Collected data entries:
────────────────────
//! Single-flow dispatch loop
//!
//! The executor owns the device registry, the parser chain and the command
//! queue. Each tick it drains newly enqueued commands, takes the head of the
//! queue and either drops it (a newer command from the same channel is
//! waiting) or runs it to completion before the next tick is armed.

use std::time::Duration;

use cunit_bus::BusHandle;
use cunit_core::Answer;
use cunit_discovery::{DeviceRegistry, InitReport};
use tokio::sync::{broadcast, mpsc, watch};
use tracing::{debug, info, warn};

use crate::command::{command_channel, ChannelId, Command, CommandSender};
use crate::parser::{ParseContext, ParserChain};
use crate::queue::{CommandQueue, Dequeued};

/// Default pause between dispatch ticks
pub const DEFAULT_TICK_INTERVAL: Duration = Duration::from_millis(10);

#[derive(Debug, Clone)]
pub struct ExecutorConfig {
    pub tick_interval: Duration,
}

impl Default for ExecutorConfig {
    fn default() -> Self {
        Self {
            tick_interval: DEFAULT_TICK_INTERVAL,
        }
    }
}

/// Answer addressed to the channel that sent the command
#[derive(Debug, Clone, PartialEq, Eq)]
pub struct Reply {
    pub origin: ChannelId,
    pub answer: Answer,
}

/// Lifecycle notifications
#[derive(Debug, Clone, PartialEq, Eq)]
pub enum ExecutorEvent {
    /// Registry validated and parsers ready; ticks start after this
    Initialized { devices: usize },
    Stopped,
}

/// What a single tick did
#[derive(Debug, Clone, PartialEq, Eq)]
pub enum TickOutcome {
    /// Queue was empty
    Idle,
    /// Head dropped in favour of a newer command from the same channel
    Coalesced(Command),
    /// Head executed and answered
    Answered { origin: ChannelId, consumed: bool },
}

pub struct Executor {
    sender: CommandSender,
    inbox: mpsc::UnboundedReceiver<Command>,
    queue: CommandQueue,
    chain: ParserChain,
    registry: DeviceRegistry,
    bus: BusHandle,
    replies: mpsc::UnboundedSender<Reply>,
    event_tx: broadcast::Sender<ExecutorEvent>,
    config: ExecutorConfig,
}

impl Executor {
    pub fn new(
        registry: DeviceRegistry,
        bus: BusHandle,
        replies: mpsc::UnboundedSender<Reply>,
        config: ExecutorConfig,
    ) -> Self {
        Self::with_chain(ParserChain::standard(), registry, bus, replies, config)
    }

    pub fn with_chain(
        chain: ParserChain,
        registry: DeviceRegistry,
        bus: BusHandle,
        replies: mpsc::UnboundedSender<Reply>,
        config: ExecutorConfig,
    ) -> Self {
        let (sender, inbox) = command_channel();
        let (event_tx, _) = broadcast::channel(16);
        Self {
            sender,
            inbox,
            queue: CommandQueue::new(),
            chain,
            registry,
            bus,
            replies,
            event_tx,
            config,
        }
    }

    /// Handle for transport adapters to enqueue commands
    pub fn sender(&self) -> CommandSender {
        self.sender.clone()
    }

    pub fn subscribe(&self) -> broadcast::Receiver<ExecutorEvent> {
        self.event_tx.subscribe()
    }

    pub fn registry(&self) -> &DeviceRegistry {
        &self.registry
    }

    /// Validate the registry, then initialize the parser chain.
    ///
    /// Commands enqueued meanwhile wait in the inbox until ticking starts.
    pub async fn initialize(&mut self) -> InitReport {
        info!("Initializing command executor");

        let report = self.registry.initialize(&self.bus).await;
        self.chain.initialize(&self.registry);

        let devices = self.registry.len();
        info!(devices = devices, "Command executor initialized");
        let _ = self.event_tx.send(ExecutorEvent::Initialized { devices });
        report
    }

    /// Process at most one command
    pub async fn tick(&mut self) -> TickOutcome {
        while let Ok(command) = self.inbox.try_recv() {
            self.queue.push(command);
        }

        let command = match self.queue.pop_next() {
            None => return TickOutcome::Idle,
            Some(Dequeued::Stale(command)) => {
                debug!(
                    origin = %command.origin,
                    seq = command.seq,
                    "Dropping command superseded by the same channel"
                );
                return TickOutcome::Coalesced(command);
            }
            Some(Dequeued::Ready(command)) => command,
        };

        debug!(
            origin = %command.origin,
            seq = command.seq,
            pending = self.queue.len(),
            "Executing command"
        );

        let mut ctx = ParseContext {
            registry: &mut self.registry,
            bus: &self.bus,
        };
        let (answer, consumed) = match self.chain.dispatch(&command.payload, &mut ctx).await {
            Some(answer) => (answer, true),
            None => {
                debug!(origin = %command.origin, "No parser accepted command");
                (Answer::unknown_command(), false)
            }
        };

        let reply = Reply {
            origin: command.origin,
            answer,
        };
        if self.replies.send(reply).is_err() {
            warn!(origin = %command.origin, "Reply channel closed, answer dropped");
        }

        TickOutcome::Answered {
            origin: command.origin,
            consumed,
        }
    }

    /// Initialize, then tick until `shutdown` is set or its sender dropped.
    ///
    /// The next tick is armed only after the previous one completed, so ticks
    /// never overlap. A stop request lets the running tick finish.
    pub async fn run(mut self, mut shutdown: watch::Receiver<bool>) {
        self.initialize().await;

        while !*shutdown.borrow() {
            self.tick().await;

            tokio::select! {
                _ = tokio::time::sleep(self.config.tick_interval) => {}
                changed = shutdown.changed() => {
                    if changed.is_err() {
                        break;
                    }
                }
            }
        }

        info!("Command executor stopped");
        let _ = self.event_tx.send(ExecutorEvent::Stopped);
    }
}
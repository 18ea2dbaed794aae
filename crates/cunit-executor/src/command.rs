//! Commands and the sender used by transport adapters to enqueue them

use std::sync::atomic::{AtomicU64, Ordering};
use std::sync::Arc;
use tokio::sync::mpsc;
use tracing::{debug, trace};

/// Opaque handle of the channel (client connection) a command came from
#[derive(Debug, Clone, Copy, PartialEq, Eq, Hash, PartialOrd, Ord)]
pub struct ChannelId(pub u64);

impl std::fmt::Display for ChannelId {
    fn fmt(&self, f: &mut std::fmt::Formatter<'_>) -> std::fmt::Result {
        write!(f, "ch{}", self.0)
    }
}

/// A raw payload received from one channel
#[derive(Debug, Clone, PartialEq, Eq)]
pub struct Command {
    pub origin: ChannelId,
    pub payload: Vec<u8>,
    /// Enqueue order across all channels
    pub seq: u64,
}

/// Cloneable producer side of the command queue
#[derive(Debug, Clone)]
pub struct CommandSender {
    tx: mpsc::UnboundedSender<Command>,
    next_seq: Arc<AtomicU64>,
}

impl CommandSender {
    /// Append a command to the tail of the queue. Never blocks.
    pub fn enqueue(&self, origin: ChannelId, payload: impl Into<Vec<u8>>) {
        let seq = self.next_seq.fetch_add(1, Ordering::Relaxed);
        let command = Command {
            origin,
            payload: payload.into(),
            seq,
        };

        trace!(origin = %origin, seq = seq, len = command.payload.len(), "Command enqueued");
        if self.tx.send(command).is_err() {
            debug!(origin = %origin, "Executor stopped, command discarded");
        }
    }
}

/// Create a connected sender and inbox
pub(crate) fn command_channel() -> (CommandSender, mpsc::UnboundedReceiver<Command>) {
    let (tx, rx) = mpsc::unbounded_channel();
    let sender = CommandSender {
        tx,
        next_seq: Arc::new(AtomicU64::new(0)),
    };
    (sender, rx)
}

#[cfg(test)]
mod tests {
    use super::*;

    #[test]
    fn test_enqueue_assigns_increasing_seq() {
        let (sender, mut inbox) = command_channel();
        let other = sender.clone();

        sender.enqueue(ChannelId(1), b"A".to_vec());
        other.enqueue(ChannelId(2), b"B".to_vec());

        let first = inbox.try_recv().unwrap();
        let second = inbox.try_recv().unwrap();
        assert_eq!((first.origin, first.seq), (ChannelId(1), 0));
        assert_eq!((second.origin, second.seq), (ChannelId(2), 1));
    }

    #[test]
    fn test_enqueue_after_close_is_silent() {
        let (sender, inbox) = command_channel();
        drop(inbox);
        sender.enqueue(ChannelId(1), b"*IDN?".to_vec());
    }
}
//! `SYSTem` subsystem: registry management and server information

use cunit_core::Answer;
use tracing::info;

use super::scpi::ScpiCommand;
use super::ParseContext;

const ROOT: &str = "SYSTem";

pub struct SystemScpiParser;

impl SystemScpiParser {
    pub async fn parse(&self, payload: &[u8], ctx: &mut ParseContext<'_>) -> Option<Answer> {
        let command = ScpiCommand::parse(payload)?;
        if !command.is_under(ROOT) {
            return None;
        }

        let answer = if command.query {
            if command.matches(&[ROOT, "DEVList"]) {
                Answer::Text(ctx.registry.listing().render())
            } else if command.matches(&[ROOT, "DEVCount"]) {
                Answer::text(ctx.registry.len().to_string())
            } else if command.matches(&[ROOT, "VERSion"]) {
                Answer::text(env!("CARGO_PKG_VERSION"))
            } else {
                return None;
            }
        } else if command.matches(&[ROOT, "ADDDevice"]) {
            match command.address_arg(0) {
                Ok(address) => {
                    info!(address = address, "Client requested device enrollment");
                    if ctx.registry.add_device(ctx.bus, address).await {
                        Answer::ok()
                    } else {
                        Answer::error(format!("device {} did not respond", address))
                    }
                }
                Err(reason) => Answer::error(reason),
            }
        } else if command.matches(&[ROOT, "REMDevice"]) {
            match command.address_arg(0) {
                Ok(address) => match ctx.registry.remove_device(address) {
                    Some(_) => Answer::ok(),
                    None => Answer::error(format!("no device at address {}", address)),
                },
                Err(reason) => Answer::error(reason),
            }
        } else {
            return None;
        };
        Some(answer)
    }
}
//! Answers routed back to the channel that submitted a command

use crate::frame::{Frame, FrameError};

/// Text reply for payloads no parser accepted
pub const UNKNOWN_COMMAND: &str = "UNKNOWN COMMAND\r\n";

/// Reply to a single command
#[derive(Debug, Clone, PartialEq, Eq)]
pub enum Answer {
    /// Binary answer frame
    Frame(Frame),
    /// CRLF terminated text
    Text(String),
}

impl Answer {
    /// Text answer, CRLF appended when missing
    pub fn text(text: impl Into<String>) -> Self {
        let mut text = text.into();
        if !text.ends_with("\r\n") {
            text.push_str("\r\n");
        }
        Self::Text(text)
    }

    /// Text answer for a failed but recognised command
    pub fn error(reason: impl std::fmt::Display) -> Self {
        Self::text(format!("ERROR: {}", reason))
    }

    /// Acknowledgement of a set command
    pub fn ok() -> Self {
        Self::text("OK")
    }

    pub fn unknown_command() -> Self {
        Self::Text(UNKNOWN_COMMAND.to_string())
    }

    /// Bytes to write to the originating channel
    pub fn to_bytes(&self) -> Result<Vec<u8>, FrameError> {
        match self {
            Answer::Frame(frame) => frame.encode(),
            Answer::Text(text) => Ok(text.as_bytes().to_vec()),
        }
    }
}

impl From<Frame> for Answer {
    fn from(frame: Frame) -> Self {
        Answer::Frame(frame)
    }
}
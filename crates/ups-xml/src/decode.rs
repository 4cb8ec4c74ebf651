//! Document-to-tree decoding

use quick_xml::events::Event;
use quick_xml::Reader;

use crate::error::XmlError;
use crate::value::{XmlMap, XmlValue};

/// Decode an XML document into a tree.
///
/// The root map holds one entry per root element. Elements with only text
/// become [`XmlValue::Text`]; elements with children become [`XmlValue::Map`];
/// repeated sibling names fold into [`XmlValue::List`], mirroring the
/// carrier's singular-or-list collapse. Attributes are not preserved — the
/// carrier's response payloads carry their data in elements.
pub fn decode(xml: &str) -> Result<XmlMap, XmlError> {
    let mut reader = Reader::from_str(xml);
    reader.config_mut().trim_text(true);

    // One frame per open element: name, child map, accumulated text. The
    // bottom frame collects the root elements.
    let mut stack: Vec<(String, XmlMap, String)> =
        vec![(String::new(), XmlMap::new(), String::new())];

    loop {
        match reader.read_event().map_err(parse_error)? {
            Event::Start(start) => {
                let name = element_name(start.name().as_ref());
                stack.push((name, XmlMap::new(), String::new()));
            }
            Event::Empty(start) => {
                let name = element_name(start.name().as_ref());
                if let Some((_, children, _)) = stack.last_mut() {
                    children.push(name, XmlValue::Text(String::new()));
                }
            }
            Event::Text(content) => {
                let unescaped = content.unescape().map_err(parse_error)?;
                if let Some((_, _, text)) = stack.last_mut() {
                    text.push_str(&unescaped);
                }
            }
            Event::CData(content) => {
                let raw = String::from_utf8_lossy(&content.into_inner()).into_owned();
                if let Some((_, _, text)) = stack.last_mut() {
                    text.push_str(&raw);
                }
            }
            Event::End(_) => {
                let (name, children, text) = match stack.pop() {
                    Some(frame) if !stack.is_empty() => frame,
                    _ => return Err(XmlError::Parse("unbalanced end tag".to_string())),
                };
                // Elements with children are maps; any stray text is dropped
                // (the carrier does not produce mixed content).
                let value = if children.is_empty() {
                    XmlValue::Text(text)
                } else {
                    XmlValue::Map(children)
                };
                if let Some((_, parent, _)) = stack.last_mut() {
                    parent.push(name, value);
                }
            }
            Event::Eof => break,
            // declarations, comments, processing instructions
            _ => {}
        }
    }

    if stack.len() != 1 {
        return Err(XmlError::Parse("unexpected end of document".to_string()));
    }
    let (_, root, _) = stack.remove(0);
    if root.is_empty() {
        return Err(XmlError::Parse("document has no root element".to_string()));
    }
    Ok(root)
}

fn element_name(raw: &[u8]) -> String {
    String::from_utf8_lossy(raw).into_owned()
}

fn parse_error(error: impl std::fmt::Display) -> XmlError {
    XmlError::Parse(error.to_string())
}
────────────────────
## What the task asks
Please report all lines in the entries where "only" appears.

## Reply to the task
    /// The next tick is armed only after the previous one completed, so ticks
/// The root map holds one entry per root element. Elements with only text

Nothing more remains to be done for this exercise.